§ **Instructions for the task**
Exactly the lines below from the one with "PathMatch::NoMatch" up to and including the one with "use std::fs;" make up the answer, with nothing else added.

§ **Records for the exercise**
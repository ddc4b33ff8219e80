//! Concurrent access to one index from many threads.

use std::collections::HashSet;

use tempfile::TempDir;
use tsfs_index::{ExclusiveIndex, LaneRef, LmdbIndex, LocationRecord, OrderedIndex};
use tsfs_shard::FsId;

fn rec(n: u32) -> LocationRecord {
    LocationRecord::provisional(LaneRef::new(n, 0), LaneRef::new(n, 0))
}

#[test]
fn test_racing_inserts_converge_on_one_record() {
    let temp = TempDir::new().unwrap();
    let index = LmdbIndex::open(temp.path().join("idx")).unwrap();
    let id: FsId = "/pa/contested".parse().unwrap();

    let winners: Vec<LocationRecord> = std::thread::scope(|s| {
        let handles: Vec<_> = (0..16u32)
            .map(|n| {
                let index = &index;
                let id = &id;
                s.spawn(move || index.insert_if_absent(id, rec(n)).unwrap())
            })
            .collect();
        handles.into_iter().map(|h| h.join().unwrap()).collect()
    });

    let distinct: HashSet<u32> = winners
        .iter()
        .map(|r| r.lanes().unwrap().0.file_id)
        .collect();
    assert_eq!(distinct.len(), 1);
    assert_eq!(index.find(&id).unwrap(), Some(winners[0]));
}

#[test]
fn test_mutations_interleaved_with_flushes() {
    let temp = TempDir::new().unwrap();
    let index = LmdbIndex::open(temp.path().join("idx")).unwrap();

    std::thread::scope(|s| {
        for t in 0..4u32 {
            let index = &index;
            s.spawn(move || {
                for i in 0..100u32 {
                    let id = FsId::new(format!("/t{}", t), format!("s{}", i)).unwrap();
                    index.insert(&id, rec(i)).unwrap();
                    if i % 2 == 0 {
                        index.delete(&id).unwrap();
                    }
                }
            });
        }
        s.spawn(|| {
            for _ in 0..20 {
                index.lock().unwrap().flush_pending().unwrap();
            }
        });
    });

    index.lock().unwrap().flush_pending().unwrap();
    assert_eq!(index.pending(), 0);
    assert_eq!(index.entries().unwrap().len(), 200);
}
//! Identifier filters used when enumerating shards.
//!
//! A filter answers two questions: whether a concrete identifier matches,
//! and how a directory's accumulated identifier path relates to the
//! filter, so whole subtrees can be pruned during a walk.

use crate::FsId;

/// Relationship between a directory's identifier path and a filter.
#[derive(Debug, Clone, Copy, PartialEq, Eq)]
pub enum PathMatch {
    /// Identifiers with exactly this path may match.
    Complete,
    /// Some descendant path may match; keep walking.
    Prefix,
    /// Nothing at or below this path can match.
    NoMatch,
}

/// Predicate over identifiers with directory-prefix pruning.
pub trait IdFilter: Send + Sync {
    fn matches(&self, id: &FsId) -> bool;
    fn match_path(&self, path: &str) -> PathMatch;
}

/// Filter selecting one identifier path (optionally with every path
/// beneath it) and, optionally, names matching a `*` glob.
#[derive(Debug, Clone)]
pub struct PathQuery {
    path: String,
    recursive: bool,
    name_glob: Option<String>,
}

impl PathQuery {
    /// Match identifiers whose path equals `path`.
    pub fn exact(path: impl Into<String>) -> Self {
        Self {
            path: normalize(path.into()),
            recursive: false,
            name_glob: None,
        }
    }

    /// Match identifiers whose path is `path` or lies beneath it.
    pub fn under(path: impl Into<String>) -> Self {
        Self {
            path: normalize(path.into()),
            recursive: true,
            name_glob: None,
        }
    }

    /// Restrict names to those matching `glob` (`*` matches any run).
    pub fn with_names(mut self, glob: impl Into<String>) -> Self {
        self.name_glob = Some(glob.into());
        self
    }
}

fn normalize(mut path: String) -> String {
    if !path.starts_with('/') {
        path.insert(0, '/');
    }
    while path.len() > 1 && path.ends_with('/') {
        path.pop();
    }
    path
}

fn is_strict_ancestor(ancestor: &str, path: &str) -> bool {
    if ancestor == "/" {
        return path != "/";
    }
    path.len() > ancestor.len()
        && path.starts_with(ancestor)
        && path.as_bytes()[ancestor.len()] == b'/'
}

impl IdFilter for PathQuery {
    fn matches(&self, id: &FsId) -> bool {
        if self.match_path(id.path()) != PathMatch::Complete {
            return false;
        }
        match &self.name_glob {
            Some(glob) => glob_match(glob.as_bytes(), id.name().as_bytes()),
            None => true,
        }
    }

    fn match_path(&self, path: &str) -> PathMatch {
        if path == self.path || (self.recursive && is_strict_ancestor(&self.path, path)) {
            PathMatch::Complete
        } else if is_strict_ancestor(path, &self.path) {
            PathMatch::Prefix
        } else {
            PathMatch::NoMatch
        }
    }
}

/// Glob matching with `*` as the only metacharacter.
fn glob_match(pattern: &[u8], text: &[u8]) -> bool {
    let (mut p, mut t) = (0, 0);
    let mut star: Option<(usize, usize)> = None;
    while t < text.len() {
        if p < pattern.len() && pattern[p] == b'*' {
            star = Some((p, t));
            p += 1;
        } else if p < pattern.len() && pattern[p] == text[t] {
            p += 1;
            t += 1;
        } else if let Some((sp, st)) = star {
            p = sp + 1;
            t = st + 1;
            star = Some((sp, st + 1));
        } else {
            return false;
        }
    }
    pattern[p..].iter().all(|&c| c == b'*')
}
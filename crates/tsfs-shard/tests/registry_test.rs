//! Integration tests for shard placement across filesystem roots.

use std::fs;
use std::sync::Arc;

use tsfs_config::testing::TestEnvironment;
use tsfs_shard::{
    DirectoryShard, FsId, PathQuery, PrefixLocator, ShardError, ShardRegistry, SingleRootLocator,
    ENTRY_FILE,
};

fn id(s: &str) -> FsId {
    s.parse().unwrap()
}

#[test]
fn test_prefix_routes_shards_to_extra_root() {
    let env = TestEnvironment::new().unwrap();
    let registry = ShardRegistry::from_config(&env.config_with_extra_root("/pa"));

    let routed = registry.find(&id("/pa/pdc/x"), true, false).unwrap().unwrap();
    let default = registry.find(&id("/pb/x"), true, false).unwrap().unwrap();

    assert!(routed.root().starts_with(&env.extra_root));
    assert!(default.root().starts_with(&env.data_dir));
    assert!(routed.root().join(ENTRY_FILE).is_file());

    // config sizing: 64 files / 8 per dir -> next prime >= 8
    assert_eq!(routed.bin_count(), 11);
    assert_eq!(routed.level_count(), 1);
}

#[test]
fn test_enumeration_spans_roots() {
    let env = TestEnvironment::new().unwrap();
    let registry = ShardRegistry::from_config(&env.config_with_extra_root("/pa"));

    for path in ["/pa/pdc", "/pb/cal"] {
        let shard = registry
            .find(&FsId::for_path(path).unwrap(), true, false)
            .unwrap()
            .unwrap();
        fs::write(shard.path_for_id("kic1"), b"").unwrap();
    }

    let ids = registry.find_ids(&PathQuery::under("/")).unwrap();
    let ids: Vec<String> = ids.iter().map(|i| i.to_string()).collect();
    assert_eq!(ids, vec!["/pa/pdc/kic1", "/pb/cal/kic1"]);
}

#[test]
fn test_duplicate_identifier_across_roots_fails() {
    let env = TestEnvironment::new().unwrap();
    let routed = ShardRegistry::from_config(&env.config_with_extra_root("/pa"));
    let stray = ShardRegistry::new(Arc::new(SingleRootLocator::new(&env.data_dir)), 64, 8);

    for registry in [&routed, &stray] {
        let shard = registry.find(&id("/pa/x"), true, false).unwrap().unwrap();
        fs::write(shard.path_for_id("x"), b"").unwrap();
    }

    let locator = PrefixLocator::new(&env.data_dir).route("/pa", &env.extra_root);
    let registry = ShardRegistry::read_only(Arc::new(locator));
    assert!(matches!(
        registry.find_ids(&PathQuery::under("/pa")),
        Err(ShardError::DuplicateId(_))
    ));
}

#[test]
fn test_list_matches_inserted_ids_for_any_fan_out() {
    let env = TestEnvironment::new().unwrap();
    for max_per_dir in [2u32, 3, 7, 64] {
        let root = env.data_dir.join(format!("fan{}", max_per_dir));
        let shard = DirectoryShard::create(300, max_per_dir, &root).unwrap();
        for i in 0..120 {
            fs::write(shard.path_for_id(&format!("id{}", i)), b"").unwrap();
        }
        assert_eq!(shard.list_all_ids().unwrap().len(), 120, "fan-out {}", max_per_dir);
    }
}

§ **Exercise answer**
            PathMatch::NoMatch
        }
    }
}

/// Glob matching with `*` as the only metacharacter.
fn glob_match(pattern: &[u8], text: &[u8]) -> bool {
    let (mut p, mut t) = (0, 0);
    let mut star: Option<(usize, usize)> = None;
    while t < text.len() {
        if p < pattern.len() && pattern[p] == b'*' {
            star = Some((p, t));
            p += 1;
        } else if p < pattern.len() && pattern[p] == text[t] {
            p += 1;
            t += 1;
        } else if let Some((sp, st)) = star {
            p = sp + 1;
            t = st + 1;
            star = Some((sp, st + 1));
        } else {
            return false;
        }
    }
    pattern[p..].iter().all(|&c| c == b'*')
}
filename crates/tsfs-shard/tests/registry_test.rs
//! Integration tests for shard placement across filesystem roots.

use std::fs;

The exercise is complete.